- [TASK]
Copy verbatim the block of lines in the entries below whose first line contains "it if present." and whose last line contains "self.ids.insert(id.to_string());". Leave out all other lines.

- [EXTRACTED RECORDS]

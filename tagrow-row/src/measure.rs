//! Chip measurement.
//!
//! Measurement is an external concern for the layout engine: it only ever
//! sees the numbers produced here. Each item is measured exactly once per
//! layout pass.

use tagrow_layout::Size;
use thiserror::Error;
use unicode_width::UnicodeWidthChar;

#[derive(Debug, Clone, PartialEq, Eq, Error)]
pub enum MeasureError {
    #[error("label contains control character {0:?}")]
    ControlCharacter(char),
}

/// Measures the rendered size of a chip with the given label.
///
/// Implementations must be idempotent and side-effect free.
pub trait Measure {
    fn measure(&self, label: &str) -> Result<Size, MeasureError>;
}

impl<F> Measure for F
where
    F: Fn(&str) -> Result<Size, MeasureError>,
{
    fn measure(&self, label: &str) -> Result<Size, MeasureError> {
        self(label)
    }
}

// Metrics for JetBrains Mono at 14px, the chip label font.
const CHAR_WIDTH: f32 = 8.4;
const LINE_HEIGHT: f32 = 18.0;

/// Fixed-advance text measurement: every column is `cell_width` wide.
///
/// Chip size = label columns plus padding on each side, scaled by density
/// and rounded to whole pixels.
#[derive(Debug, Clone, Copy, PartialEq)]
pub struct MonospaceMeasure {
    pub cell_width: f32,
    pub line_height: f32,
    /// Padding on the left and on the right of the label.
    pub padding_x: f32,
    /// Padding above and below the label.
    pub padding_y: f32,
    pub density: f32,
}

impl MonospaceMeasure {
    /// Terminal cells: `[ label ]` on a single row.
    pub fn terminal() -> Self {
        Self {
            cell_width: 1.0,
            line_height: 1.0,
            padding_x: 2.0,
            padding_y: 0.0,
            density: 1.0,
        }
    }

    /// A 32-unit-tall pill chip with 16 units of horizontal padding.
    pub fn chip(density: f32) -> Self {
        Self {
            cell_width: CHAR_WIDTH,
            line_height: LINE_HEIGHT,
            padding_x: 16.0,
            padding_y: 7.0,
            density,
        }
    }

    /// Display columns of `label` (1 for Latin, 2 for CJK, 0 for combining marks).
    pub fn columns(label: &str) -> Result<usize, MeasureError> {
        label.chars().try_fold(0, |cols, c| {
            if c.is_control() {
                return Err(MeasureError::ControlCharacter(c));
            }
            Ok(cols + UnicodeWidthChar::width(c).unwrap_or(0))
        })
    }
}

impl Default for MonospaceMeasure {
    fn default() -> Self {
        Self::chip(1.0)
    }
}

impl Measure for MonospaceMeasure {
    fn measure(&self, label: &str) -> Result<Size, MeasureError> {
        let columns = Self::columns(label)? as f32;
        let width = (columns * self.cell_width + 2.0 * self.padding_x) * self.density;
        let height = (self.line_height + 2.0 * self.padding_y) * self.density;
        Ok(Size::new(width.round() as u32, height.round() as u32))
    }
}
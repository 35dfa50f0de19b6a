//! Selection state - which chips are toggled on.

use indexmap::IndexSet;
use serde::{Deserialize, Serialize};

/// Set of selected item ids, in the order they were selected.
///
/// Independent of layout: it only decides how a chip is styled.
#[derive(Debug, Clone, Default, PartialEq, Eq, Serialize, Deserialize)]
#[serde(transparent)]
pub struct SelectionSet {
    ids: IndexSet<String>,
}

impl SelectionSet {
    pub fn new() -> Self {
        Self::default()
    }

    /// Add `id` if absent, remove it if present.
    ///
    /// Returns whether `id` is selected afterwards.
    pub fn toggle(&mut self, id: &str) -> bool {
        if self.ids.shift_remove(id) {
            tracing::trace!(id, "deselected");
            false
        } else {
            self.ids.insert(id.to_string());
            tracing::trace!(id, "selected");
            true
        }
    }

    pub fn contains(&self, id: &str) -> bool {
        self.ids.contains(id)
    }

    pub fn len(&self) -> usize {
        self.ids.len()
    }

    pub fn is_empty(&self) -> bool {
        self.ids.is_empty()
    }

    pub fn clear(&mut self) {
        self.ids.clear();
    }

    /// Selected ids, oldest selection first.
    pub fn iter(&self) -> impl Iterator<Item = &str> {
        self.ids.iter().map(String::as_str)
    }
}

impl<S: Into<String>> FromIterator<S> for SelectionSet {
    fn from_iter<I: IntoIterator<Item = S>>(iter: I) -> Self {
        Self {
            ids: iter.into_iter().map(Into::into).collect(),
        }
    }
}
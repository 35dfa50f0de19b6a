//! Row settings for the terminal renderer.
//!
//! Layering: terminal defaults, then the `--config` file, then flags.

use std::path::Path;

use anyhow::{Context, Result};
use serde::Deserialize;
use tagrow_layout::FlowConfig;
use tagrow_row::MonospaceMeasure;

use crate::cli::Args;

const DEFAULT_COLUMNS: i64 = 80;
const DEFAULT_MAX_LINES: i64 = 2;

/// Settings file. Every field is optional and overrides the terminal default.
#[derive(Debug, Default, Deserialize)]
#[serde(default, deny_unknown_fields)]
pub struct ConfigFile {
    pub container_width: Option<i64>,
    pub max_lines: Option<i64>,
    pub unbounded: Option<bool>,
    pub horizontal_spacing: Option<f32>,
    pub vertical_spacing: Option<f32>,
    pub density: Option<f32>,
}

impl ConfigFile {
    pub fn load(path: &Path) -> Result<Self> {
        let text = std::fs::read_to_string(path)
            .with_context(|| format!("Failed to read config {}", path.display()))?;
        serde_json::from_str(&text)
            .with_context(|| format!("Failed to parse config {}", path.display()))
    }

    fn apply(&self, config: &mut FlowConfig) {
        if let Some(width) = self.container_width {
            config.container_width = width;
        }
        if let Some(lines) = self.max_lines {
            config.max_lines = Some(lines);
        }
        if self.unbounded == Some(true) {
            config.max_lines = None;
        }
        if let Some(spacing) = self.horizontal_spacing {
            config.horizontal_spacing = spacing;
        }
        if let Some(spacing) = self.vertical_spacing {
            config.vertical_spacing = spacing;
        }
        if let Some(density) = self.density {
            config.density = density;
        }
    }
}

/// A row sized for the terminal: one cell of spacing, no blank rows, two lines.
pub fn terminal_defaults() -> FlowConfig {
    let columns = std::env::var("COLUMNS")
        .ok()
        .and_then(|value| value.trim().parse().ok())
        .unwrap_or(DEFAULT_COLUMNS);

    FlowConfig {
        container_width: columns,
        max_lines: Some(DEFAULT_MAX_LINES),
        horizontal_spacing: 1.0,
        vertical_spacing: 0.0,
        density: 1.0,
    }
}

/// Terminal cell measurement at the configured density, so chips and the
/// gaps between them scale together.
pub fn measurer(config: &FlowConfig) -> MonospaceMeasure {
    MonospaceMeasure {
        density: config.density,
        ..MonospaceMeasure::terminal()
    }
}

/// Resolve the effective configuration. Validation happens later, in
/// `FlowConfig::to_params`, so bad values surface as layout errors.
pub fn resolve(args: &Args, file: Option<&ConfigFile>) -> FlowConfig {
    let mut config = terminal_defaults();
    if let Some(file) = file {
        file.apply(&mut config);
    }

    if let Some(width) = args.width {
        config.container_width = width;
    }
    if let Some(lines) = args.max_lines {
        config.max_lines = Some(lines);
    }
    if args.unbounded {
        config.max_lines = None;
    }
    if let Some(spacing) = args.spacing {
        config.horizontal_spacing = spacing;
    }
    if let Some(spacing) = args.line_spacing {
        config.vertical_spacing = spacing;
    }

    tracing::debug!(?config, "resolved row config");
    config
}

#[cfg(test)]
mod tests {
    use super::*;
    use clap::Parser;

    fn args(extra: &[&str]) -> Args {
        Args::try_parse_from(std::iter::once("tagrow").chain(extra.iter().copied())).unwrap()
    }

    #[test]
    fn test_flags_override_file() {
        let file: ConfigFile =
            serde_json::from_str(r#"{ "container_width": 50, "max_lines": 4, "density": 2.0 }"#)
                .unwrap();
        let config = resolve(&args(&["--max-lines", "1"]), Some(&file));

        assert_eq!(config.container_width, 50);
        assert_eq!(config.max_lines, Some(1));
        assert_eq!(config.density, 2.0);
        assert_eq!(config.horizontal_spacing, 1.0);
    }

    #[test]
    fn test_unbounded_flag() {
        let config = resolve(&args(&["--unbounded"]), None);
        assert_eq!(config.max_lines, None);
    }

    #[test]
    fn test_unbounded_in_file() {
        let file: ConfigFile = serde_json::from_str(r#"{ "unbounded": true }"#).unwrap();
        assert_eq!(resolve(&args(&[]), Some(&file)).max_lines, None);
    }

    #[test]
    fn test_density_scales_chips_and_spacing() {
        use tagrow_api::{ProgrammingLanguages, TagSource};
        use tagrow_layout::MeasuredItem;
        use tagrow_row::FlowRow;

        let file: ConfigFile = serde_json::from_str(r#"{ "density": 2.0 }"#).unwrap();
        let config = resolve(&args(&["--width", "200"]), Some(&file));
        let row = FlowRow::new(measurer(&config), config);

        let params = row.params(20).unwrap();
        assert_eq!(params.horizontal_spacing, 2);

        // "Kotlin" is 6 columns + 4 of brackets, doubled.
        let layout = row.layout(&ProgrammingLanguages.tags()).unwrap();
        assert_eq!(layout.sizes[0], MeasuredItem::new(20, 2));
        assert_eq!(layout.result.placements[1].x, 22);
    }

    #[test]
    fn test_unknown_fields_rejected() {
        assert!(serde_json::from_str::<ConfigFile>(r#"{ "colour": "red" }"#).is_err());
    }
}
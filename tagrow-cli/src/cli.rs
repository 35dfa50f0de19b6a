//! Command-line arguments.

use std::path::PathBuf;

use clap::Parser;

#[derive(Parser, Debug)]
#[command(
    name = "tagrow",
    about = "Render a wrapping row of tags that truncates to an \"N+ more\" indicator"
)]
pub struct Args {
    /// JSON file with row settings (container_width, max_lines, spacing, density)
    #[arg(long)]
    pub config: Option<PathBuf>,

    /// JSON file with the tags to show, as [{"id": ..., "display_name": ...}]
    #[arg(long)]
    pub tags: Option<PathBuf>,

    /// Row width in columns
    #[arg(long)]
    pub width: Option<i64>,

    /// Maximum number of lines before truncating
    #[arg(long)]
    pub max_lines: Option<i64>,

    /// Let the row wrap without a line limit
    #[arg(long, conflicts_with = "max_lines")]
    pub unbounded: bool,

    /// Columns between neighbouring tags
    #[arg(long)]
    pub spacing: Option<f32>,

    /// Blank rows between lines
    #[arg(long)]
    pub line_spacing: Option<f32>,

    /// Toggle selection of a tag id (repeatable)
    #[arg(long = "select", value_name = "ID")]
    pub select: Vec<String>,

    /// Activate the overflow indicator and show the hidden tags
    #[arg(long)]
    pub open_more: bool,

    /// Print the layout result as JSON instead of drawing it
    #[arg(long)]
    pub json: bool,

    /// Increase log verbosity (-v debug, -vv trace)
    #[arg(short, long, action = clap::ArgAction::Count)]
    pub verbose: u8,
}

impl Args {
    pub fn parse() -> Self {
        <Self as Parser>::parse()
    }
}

- [RESPONSE]
    /// Add `id` if absent, remove it if present.
    ///
    /// Returns whether `id` is selected afterwards.
    pub fn toggle(&mut self, id: &str) -> bool {
        if self.ids.shift_remove(id) {
            tracing::trace!(id, "deselected");
            false
        } else {
            self.ids.insert(id.to_string());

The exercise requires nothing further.